The last few years have seen a considerable slowdown in China’s economy, driven by the pandemic’s impact on consumption and a burgeoning real estate crisis. An economist considers the policies China will need to avoid repeating Japan’s “lost decades” following the bursting of its economic bubble.

Pandemic Drags on China’s Economy

China’s economy grew 5.2% in 2023, surpassing the government target of around 5%. Over the past two years, though, growth averaged an annual 4.1%, given the increase of just 3% in 2022, when cities were locked down. Over a span of three to four years since the prepandemic days of 2019, this represents a decline of about 2 percentage points from the growth in the 6% range that was the norm then. The pandemic’s impact on the Chinese economy was huge.
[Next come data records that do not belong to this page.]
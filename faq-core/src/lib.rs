//! Headless core of the FAQ browser and its authoring tool.
//!
//! Datasets are loaded and normalized into [`model::faq::Dataset`], browsed
//! through [`services::browser::BrowserState`] and edited through
//! [`services::authoring::AuthoringSession`]. The `faq-core` binary exposes
//! both over a line-delimited JSON protocol (see [`protocol`]).

pub mod config;
pub mod error;
pub mod model;
pub mod protocol;
pub mod services;

pub use error::{FaqError, Result};
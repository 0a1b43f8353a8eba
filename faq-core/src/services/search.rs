use std::cmp::Ordering;

use serde::Serialize;

use super::normalize::normalize_text;
use crate::model::faq::FaqRecord;

pub const WEIGHT_ERROR_CODE: u32 = 100;
pub const WEIGHT_QUESTION: u32 = 60;
pub const WEIGHT_TAG: u32 = 40;
pub const WEIGHT_KEYWORD: u32 = 25;
pub const WEIGHT_BLOB: u32 = 10;
pub const WEIGHT_TOKEN_HIT: u32 = 5;
pub const TOKEN_BONUS_CAP: u32 = 20;

/// A record that survived filtering, with its relevance score
/// (0 when the query was empty).
#[derive(Debug, Clone, Copy, Serialize)]
pub struct Ranked<'a> {
    #[serde(flatten)]
    pub record: &'a FaqRecord,
    pub score: u32,
}

/// Normalized searchable text of a record, including its text in the other
/// search languages. Inline `data:` image sources are left out.
pub fn build_blob(record: &FaqRecord) -> String {
    let mut fields: Vec<&str> = vec![
        record.category.as_str(),
        record.subcategory.as_str(),
        record.question.as_str(),
    ];

    for list in [
        &record.tags,
        &record.keywords,
        &record.error_codes,
        &record.symptoms,
        &record.root_causes,
        &record.solution_steps,
        &record.notes,
        &record.alt_questions,
        &record.search_text,
    ] {
        fields.extend(list.iter().map(String::as_str));
    }

    for img in &record.images {
        fields.push(img.caption.as_str());
        if !img.is_inline() {
            fields.push(img.source.as_str());
        }
    }

    normalize_text(&fields.join(" | "))
}

fn any_contains(items: &[String], query: &str) -> bool {
    items.iter().map(|s| normalize_text(s)).any(|s| s.contains(query))
}

/// Relevance of `record` for an already-normalized query. Zero means no match.
pub fn score(record: &FaqRecord, query: &str) -> u32 {
    if query.is_empty() {
        return 0;
    }

    let mut score = 0;

    // "equals" is subsumed by "contains" for every list below
    if any_contains(&record.error_codes, query) {
        score += WEIGHT_ERROR_CODE;
    }

    if normalize_text(&record.question).contains(query) || any_contains(&record.alt_questions, query) {
        score += WEIGHT_QUESTION;
    }

    if any_contains(&record.tags, query) {
        score += WEIGHT_TAG;
    }

    if any_contains(&record.keywords, query) {
        score += WEIGHT_KEYWORD;
    }

    let blob = build_blob(record);
    if blob.contains(query) {
        score += WEIGHT_BLOB;
    }

    let tokens: Vec<&str> = query.split(' ').filter(|t| !t.is_empty()).collect();
    if tokens.len() > 1 {
        let hits = tokens.iter().filter(|t| blob.contains(**t)).count() as u32;
        score += (hits * WEIGHT_TOKEN_HIT).min(TOKEN_BONUS_CAP);
    }

    score
}

/// Category, then subcategory, ascending; newest `lastUpdated` first.
/// Names compare by code point after normalization, not by locale.
pub fn natural_cmp(a: &FaqRecord, b: &FaqRecord) -> Ordering {
    normalize_text(&a.category)
        .cmp(&normalize_text(&b.category))
        .then_with(|| normalize_text(&a.subcategory).cmp(&normalize_text(&b.subcategory)))
        .then_with(|| normalize_text(&b.last_updated).cmp(&normalize_text(&a.last_updated)))
}

/// Scores and orders `records` for a raw query.
///
/// An empty query keeps every record in natural order with score 0.
/// Otherwise records scoring 0 are dropped and the rest are sorted by
/// descending score; equal scores keep their input order.
pub fn rank<'a, I>(records: I, query: &str) -> Vec<Ranked<'a>>
where
    I: IntoIterator<Item = &'a FaqRecord>,
{
    let q = normalize_text(query);

    if q.is_empty() {
        let mut all: Vec<Ranked<'a>> = records
            .into_iter()
            .map(|record| Ranked { record, score: 0 })
            .collect();
        all.sort_by(|a, b| natural_cmp(a.record, b.record));
        return all;
    }

    let mut hits: Vec<Ranked<'a>> = records
        .into_iter()
        .map(|record| Ranked {
            record,
            score: score(record, &q),
        })
        .filter(|r| r.score > 0)
        .collect();

    hits.sort_by(|a, b| b.score.cmp(&a.score));
    hits
}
With cities being locked down, the pandemic forced many small businesses and sole proprietorships to suspend or shut down their operations for good. Such harm was seen in other nations to a greater or lesser degree. In China’s case, however, individuals and sole proprietors did not receive cash disbursements, and the socially disadvantaged were more readily affected by the pandemic. A survey of household income and expenditure reveals that the nominal disposable income of individuals, which increased 8.9% in 2019 before COVID-19, fell to growth of 6.3% in 2023.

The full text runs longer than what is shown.